◆ EXERCISE REQUIREMENTS: Extract all lines from the data beneath that include the word "push".

Stored items:
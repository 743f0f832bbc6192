use crate::config::AnalysisConfig;
use crate::model::TimeWindow;

/// Common error type for pipeline stages.
#[derive(thiserror::Error, Debug)]
pub enum PipelineError {
    #[error("validation error at record {index} ({source_label}): {reason}")]
    Validation {
        index: usize,
        source_label: String,
        reason: String,
    },
    #[error("insufficient coverage for {site} in {window}: {bins} bins, {required} required")]
    InsufficientCoverage {
        site: String,
        window: TimeWindow,
        bins: usize,
        required: usize,
    },
    #[error("calibration missing for instrument {instrument} at site {site}")]
    CalibrationMissing { site: String, instrument: String },
    #[error("no baseline samples for {site} in {window}")]
    MissingBaseline { site: String, window: TimeWindow },
    #[error("invalid configuration: {0}")]
    InvalidConfig(String),
    #[error("invalid input: {0}")]
    InvalidInput(String),
    #[error("io error: {context}")]
    Io {
        context: String,
        #[source]
        source: std::io::Error,
    },
    #[error("csv error: {0}")]
    Csv(#[from] csv::Error),
    #[error("json error: {0}")]
    Json(#[from] serde_json::Error),
    #[error("internal failure: {0}")]
    Internal(String),
}

impl PipelineError {
    pub fn io(context: impl Into<String>, source: std::io::Error) -> Self {
        Self::Io {
            context: context.into(),
            source,
        }
    }

    /// True for errors that only discard a record or window and let the run continue.
    pub fn is_recoverable(&self) -> bool {
        matches!(
            self,
            Self::Validation { .. }
                | Self::CalibrationMissing { .. }
                | Self::InsufficientCoverage { .. }
                | Self::MissingBaseline { .. }
        )
    }
}

pub type PipelineResult<T> = Result<T, PipelineError>;

/// Free-form notes a stage attaches to its output for the run log.
#[derive(Debug, Clone, Default, PartialEq)]
pub struct StageMetadata {
    pub notes: Vec<String>,
}

/// Lifecycle shared by the ingestion, estimation and evaluation stages.
pub trait ProcessingStage {
    type Input;
    type Output;

    fn initialize(&mut self, config: &AnalysisConfig) -> PipelineResult<()>;
    fn execute(&mut self, input: Self::Input) -> PipelineResult<Self::Output>;
    fn cleanup(&mut self);
}
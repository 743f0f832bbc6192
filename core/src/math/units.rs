use crate::config::PhysicalConstants;

/// Deterministic conversions into spectral flux density (W/m²/Hz).
pub struct UnitConverter<'a> {
    constants: &'a PhysicalConstants,
}

impl<'a> UnitConverter<'a> {
    pub fn new(constants: &'a PhysicalConstants) -> Self {
        Self { constants }
    }

    /// Rayleigh-Jeans flux density `Ω · 2kTν²/c²` at `frequency_hz`.
    pub fn brightness_to_psd(&self, kelvin: f64, frequency_hz: f64) -> f64 {
        let c = self.constants.speed_of_light_m_s;
        self.constants.solid_angle_sr
            * 2.0
            * self.constants.boltzmann_j_per_k
            * kelvin
            * frequency_hz
            * frequency_hz
            / (c * c)
    }

    /// Inverse of [`Self::brightness_to_psd`].
    pub fn psd_to_brightness(&self, psd_w_m2_hz: f64, frequency_hz: f64) -> f64 {
        let per_kelvin = self.brightness_to_psd(1.0, frequency_hz);
        if per_kelvin > 0.0 {
            psd_w_m2_hz / per_kelvin
        } else {
            0.0
        }
    }

    pub fn dbm_to_watts(dbm: f64) -> f64 {
        10f64.powf((dbm - 30.0) / 10.0)
    }
}
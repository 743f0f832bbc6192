use crate::generator::template::{diurnal_factor, log_spaced_bands};
use crate::workflow::config::{InventorySpec, WorkflowConfig};
use anyhow::Context;
use chrono::{DateTime, Duration, SecondsFormat, TimeZone, Timelike, Utc};
use forcingcore::config::AnalysisConfig;
use forcingcore::ingest::{BrightnessRow, PsdUnit, SourceKind, SourceSpec, SpectrumRow, StationRow};
use forcingcore::math::UnitConverter;
use forcingcore::model::{Instrument, InstrumentKind, Site, SiteCategory};
use forcingcore::processing::Transmitter;
use rand::{rngs::StdRng, Rng, SeedableRng};
use serde::{Deserialize, Serialize};
use std::fs;
use std::path::{Path, PathBuf};

pub const SPECTRA_FILE: &str = "spectra.csv";
pub const BRIGHTNESS_FILE: &str = "brightness.csv";
pub const STATIONS_FILE: &str = "stations.csv";
pub const INVENTORY_FILE: &str = "inventory.csv";
pub const WORKFLOW_FILE: &str = "workflow.yaml";

const SERVICES: [(&str, f64); 4] = [
    ("GSM", 900.0e6),
    ("LTE", 1800.0e6),
    ("LTE", 2600.0e6),
    ("5G", 3500.0e6),
];

/// A synthetic site and the net forcing injected on top of the background.
#[derive(Debug, Clone, Serialize, Deserialize)]
pub struct SiteProfile {
    pub id: String,
    pub category: SiteCategory,
    pub latitude: f64,
    pub longitude: f64,
    pub forcing_w_m2: f64,
}

impl SiteProfile {
    fn new(id: &str, category: SiteCategory, latitude: f64, longitude: f64, forcing_w_m2: f64) -> Self {
        Self {
            id: id.to_string(),
            category,
            latitude,
            longitude,
            forcing_w_m2,
        }
    }
}

/// Configuration for generating a synthetic dataset.
#[derive(Debug, Clone, Serialize, Deserialize)]
#[serde(default)]
pub struct GeneratorConfig {
    pub seed: u64,
    pub windows: usize,
    pub bins: usize,
    pub readings_per_bin: usize,
    /// Half-width of the multiplicative uniform noise.
    pub noise: f64,
    /// Absorbed power every site sees, baseline included (W/m²).
    pub background_w_m2: f64,
    pub diurnal_amplitude: f64,
    pub start: DateTime<Utc>,
    pub window_seconds: i64,
    pub sites: Vec<SiteProfile>,
    /// Adds a radiometer brightness product over the same bins.
    pub brightness: bool,
    pub stations: bool,
    pub temperature_sensitivity_k_per_w_m2: f64,
    pub transmitters: usize,
}

impl Default for GeneratorConfig {
    fn default() -> Self {
        Self {
            seed: 7,
            windows: 12,
            bins: 20,
            readings_per_bin: 1,
            noise: 0.01,
            background_w_m2: 0.001,
            diurnal_amplitude: 0.0,
            start: Utc
                .with_ymd_and_hms(2024, 3, 1, 0, 0, 0)
                .single()
                .unwrap_or_default(),
            window_seconds: 3600,
            sites: vec![
                SiteProfile::new("urban-1", SiteCategory::Urban, 40.42, -3.70, 0.0005),
                SiteProfile::new("rural-1", SiteCategory::Rural, 40.95, -4.12, 0.0),
                SiteProfile::new("industrial-1", SiteCategory::Industrial, 40.30, -3.45, 0.02),
            ],
            brightness: false,
            stations: true,
            temperature_sensitivity_k_per_w_m2: 50.0,
            transmitters: 25,
        }
    }
}

/// Files produced by one generator run.
#[derive(Debug, Clone)]
pub struct GeneratedDataset {
    pub workflow_path: PathBuf,
    pub files: Vec<PathBuf>,
    pub spectra_rows: usize,
}

fn instrument_id(site: &str, suffix: &str) -> String {
    format!("{}-{}", site, suffix)
}

fn timestamp(ts: DateTime<Utc>) -> String {
    ts.to_rfc3339_opts(SecondsFormat::Secs, true)
}

impl GeneratorConfig {
    fn normalized_readings(&self) -> usize {
        self.readings_per_bin.max(1)
    }

    fn sites(&self) -> Vec<Site> {
        self.sites
            .iter()
            .map(|profile| {
                let mut instruments = vec![
                    Instrument {
                        id: instrument_id(&profile.id, "sdr"),
                        kind: InstrumentKind::Spectrometer,
                        fractional_error: Some(0.05),
                    },
                    Instrument {
                        id: instrument_id(&profile.id, "met"),
                        kind: InstrumentKind::Station,
                        fractional_error: None,
                    },
                ];
                if self.brightness {
                    instruments.push(Instrument {
                        id: instrument_id(&profile.id, "rad"),
                        kind: InstrumentKind::Radiometer,
                        fractional_error: Some(0.08),
                    });
                }
                Site {
                    id: profile.id.clone(),
                    latitude: profile.latitude,
                    longitude: profile.longitude,
                    category: profile.category,
                    instruments,
                }
            })
            .collect()
    }

    fn window_start(&self, window: usize) -> DateTime<Utc> {
        self.start + Duration::seconds(self.window_seconds * window as i64)
    }

    /// Absorbed power a site integrates to in a window, before noise.
    fn level(&self, profile: &SiteProfile, window: usize) -> f64 {
        let hour = self.window_start(window).hour() as f64;
        (self.background_w_m2 + profile.forcing_w_m2)
            * diurnal_factor(hour, self.diurnal_amplitude)
    }

    pub fn generate(&self, dir: &Path) -> anyhow::Result<GeneratedDataset> {
        if self.windows == 0 || self.bins == 0 {
            anyhow::bail!("generator needs at least one window and one bin");
        }
        if !(0.0..1.0).contains(&self.noise) {
            anyhow::bail!("noise {} must lie in [0, 1)", self.noise);
        }
        fs::create_dir_all(dir).with_context(|| format!("creating {}", dir.display()))?;

        let mut rng = StdRng::seed_from_u64(self.seed);
        let analysis = AnalysisConfig {
            window_seconds: self.window_seconds,
            ..Default::default()
        };
        let absorption = &analysis.constants.absorption;
        let converter = UnitConverter::new(&analysis.constants);
        let bands = log_spaced_bands(&analysis.band, self.bins);
        let readings = self.normalized_readings();
        let step = self.window_seconds / (readings as i64 + 1);

        let jitter = |rng: &mut StdRng| {
            if self.noise > 0.0 {
                1.0 + rng.gen_range(-self.noise..self.noise)
            } else {
                1.0
            }
        };

        let mut spectra = csv::Writer::from_path(dir.join(SPECTRA_FILE))
            .with_context(|| format!("creating {}", SPECTRA_FILE))?;
        let mut brightness = if self.brightness {
            Some(
                csv::Writer::from_path(dir.join(BRIGHTNESS_FILE))
                    .with_context(|| format!("creating {}", BRIGHTNESS_FILE))?,
            )
        } else {
            None
        };
        let mut spectra_rows = 0;

        for window in 0..self.windows {
            let start = self.window_start(window);
            for profile in &self.sites {
                let level = self.level(profile, window);
                for band in &bands {
                    let fraction = absorption.fraction_at(band.center());
                    let psd = level / (self.bins as f64 * fraction * band.width());
                    for reading in 0..readings {
                        let ts = timestamp(start + Duration::seconds(step * (reading as i64 + 1)));
                        spectra.serialize(SpectrumRow {
                            timestamp: ts.clone(),
                            site_id: profile.id.clone(),
                            instrument_id: instrument_id(&profile.id, "sdr"),
                            freq_lower_hz: band.lower_hz,
                            freq_upper_hz: band.upper_hz,
                            psd: psd * jitter(&mut rng),
                            unit: PsdUnit::WM2Hz,
                        })?;
                        spectra_rows += 1;
                        if let Some(writer) = brightness.as_mut() {
                            let kelvin =
                                converter.psd_to_brightness(psd * jitter(&mut rng), band.center());
                            writer.serialize(BrightnessRow {
                                timestamp: ts,
                                site_id: profile.id.clone(),
                                instrument_id: instrument_id(&profile.id, "rad"),
                                freq_lower_hz: band.lower_hz,
                                freq_upper_hz: band.upper_hz,
                                brightness_k: kelvin,
                            })?;
                        }
                    }
                }
            }
        }
        spectra.flush().context("flushing spectra")?;
        if let Some(writer) = brightness.as_mut() {
            writer.flush().context("flushing brightness")?;
        }

        let mut files = vec![dir.join(SPECTRA_FILE)];
        let mut sources = vec![SourceSpec {
            path: PathBuf::from(SPECTRA_FILE),
            kind: SourceKind::Spectrometer,
            format: None,
        }];
        if self.brightness {
            files.push(dir.join(BRIGHTNESS_FILE));
            sources.push(SourceSpec {
                path: PathBuf::from(BRIGHTNESS_FILE),
                kind: SourceKind::Satellite,
                format: None,
            });
        }
        if self.stations {
            self.write_stations(&dir.join(STATIONS_FILE), &mut rng)?;
            files.push(dir.join(STATIONS_FILE));
            sources.push(SourceSpec {
                path: PathBuf::from(STATIONS_FILE),
                kind: SourceKind::Station,
                format: None,
            });
        }
        let inventory = if self.transmitters > 0 {
            self.write_inventory(&dir.join(INVENTORY_FILE), &mut rng)?;
            files.push(dir.join(INVENTORY_FILE));
            Some(InventorySpec {
                path: PathBuf::from(INVENTORY_FILE),
                resolution_deg: 0.1,
            })
        } else {
            None
        };

        let workflow = WorkflowConfig {
            experiment: format!("synthetic-seed-{}", self.seed),
            sites: self.sites(),
            sources,
            inventory,
            analysis,
            output_dir: PathBuf::from("report"),
            workers: 1,
        };
        let workflow_path = dir.join(WORKFLOW_FILE);
        workflow.save(&workflow_path)?;
        files.push(workflow_path.clone());

        Ok(GeneratedDataset {
            workflow_path,
            files,
            spectra_rows,
        })
    }

    /// One reading per site and window, warmed by the injected forcing.
    fn write_stations(&self, path: &Path, rng: &mut StdRng) -> anyhow::Result<()> {
        let mut writer = csv::Writer::from_path(path)
            .with_context(|| format!("creating {}", path.display()))?;
        for window in 0..self.windows {
            let start = self.window_start(window);
            let ts = timestamp(start + Duration::seconds(self.window_seconds / 2));
            for profile in &self.sites {
                let net = self.level(profile, window) - self.background_w_m2;
                writer.serialize(StationRow {
                    timestamp: ts.clone(),
                    site_id: profile.id.clone(),
                    instrument_id: instrument_id(&profile.id, "met"),
                    temperature_k: 285.0
                        + self.temperature_sensitivity_k_per_w_m2 * net
                        + rng.gen_range(-0.1..0.1),
                    humidity_percent: rng.gen_range(40.0..70.0),
                })?;
            }
        }
        writer.flush().context("flushing stations")?;
        Ok(())
    }

    /// Transmitters scattered around the non-rural sites.
    fn write_inventory(&self, path: &Path, rng: &mut StdRng) -> anyhow::Result<()> {
        let anchors: Vec<&SiteProfile> = self
            .sites
            .iter()
            .filter(|s| s.category != SiteCategory::Rural)
            .collect();
        if anchors.is_empty() {
            anyhow::bail!("inventory needs at least one urban or industrial site");
        }
        let mut writer = csv::Writer::from_path(path)
            .with_context(|| format!("creating {}", path.display()))?;
        for i in 0..self.transmitters {
            let anchor = anchors[i % anchors.len()];
            let (service, frequency_hz) = SERVICES[rng.gen_range(0..SERVICES.len())];
            writer.serialize(Transmitter {
                frequency_hz,
                power_w: rng.gen_range(100.0..2000.0),
                latitude: anchor.latitude + rng.gen_range(-0.05..0.05),
                longitude: anchor.longitude + rng.gen_range(-0.05..0.05),
                height_m: Some(rng.gen_range(15.0..45.0)),
                service: Some(service.to_string()),
            })?;
        }
        writer.flush().context("flushing inventory")?;
        Ok(())
    }
}

#[cfg(test)]
mod tests {
    use super::*;
    use tempfile::tempdir;

    #[test]
    fn generator_writes_expected_row_count() {
        let dir = tempdir().unwrap();
        let config = GeneratorConfig {
            windows: 3,
            bins: 10,
            readings_per_bin: 2,
            ..Default::default()
        };
        let dataset = config.generate(dir.path()).unwrap();
        assert_eq!(dataset.spectra_rows, 3 * 3 * 10 * 2);

        let spectra = fs::read_to_string(dir.path().join(SPECTRA_FILE)).unwrap();
        assert_eq!(spectra.lines().count(), dataset.spectra_rows + 1);
        assert!(spectra.starts_with("timestamp,site_id,instrument_id,freq_lower_hz"));
        assert!(dir.path().join(STATIONS_FILE).exists());
        assert!(dir.path().join(INVENTORY_FILE).exists());
        assert!(!dir.path().join(BRIGHTNESS_FILE).exists());

        let workflow = WorkflowConfig::load(&dataset.workflow_path).unwrap();
        assert_eq!(workflow.sites.len(), 3);
        assert_eq!(workflow.sources.len(), 2);
        assert_eq!(workflow.sources[0].path, dir.path().join(SPECTRA_FILE));
    }

    #[test]
    fn same_seed_reproduces_dataset() {
        let (a, b, c) = (tempdir().unwrap(), tempdir().unwrap(), tempdir().unwrap());
        let config = GeneratorConfig {
            windows: 2,
            ..Default::default()
        };
        config.generate(a.path()).unwrap();
        config.generate(b.path()).unwrap();
        GeneratorConfig {
            seed: 8,
            ..config.clone()
        }
        .generate(c.path())
        .unwrap();

        let read = |dir: &Path| fs::read(dir.join(SPECTRA_FILE)).unwrap();
        assert_eq!(read(a.path()), read(b.path()));
        assert_ne!(read(a.path()), read(c.path()));
    }

    #[test]
    fn brightness_product_registers_radiometers() {
        let dir = tempdir().unwrap();
        let config = GeneratorConfig {
            windows: 1,
            brightness: true,
            ..Default::default()
        };
        let dataset = config.generate(dir.path()).unwrap();
        assert!(dir.path().join(BRIGHTNESS_FILE).exists());
        let workflow = WorkflowConfig::load(&dataset.workflow_path).unwrap();
        assert!(workflow.sites.iter().all(|s| s
            .instruments
            .iter()
            .any(|i| i.kind == InstrumentKind::Radiometer)));
    }

    #[test]
    fn invalid_noise_is_rejected() {
        let dir = tempdir().unwrap();
        let config = GeneratorConfig {
            noise: 1.5,
            ..Default::default()
        };
        assert!(config.generate(dir.path()).is_err());
    }
}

◆ FINAL ANSWER:
                    instruments.push(Instrument {
            files.push(dir.join(BRIGHTNESS_FILE));
            sources.push(SourceSpec {
            files.push(dir.join(STATIONS_FILE));
            sources.push(SourceSpec {
            files.push(dir.join(INVENTORY_FILE));
        files.push(workflow_path.clone());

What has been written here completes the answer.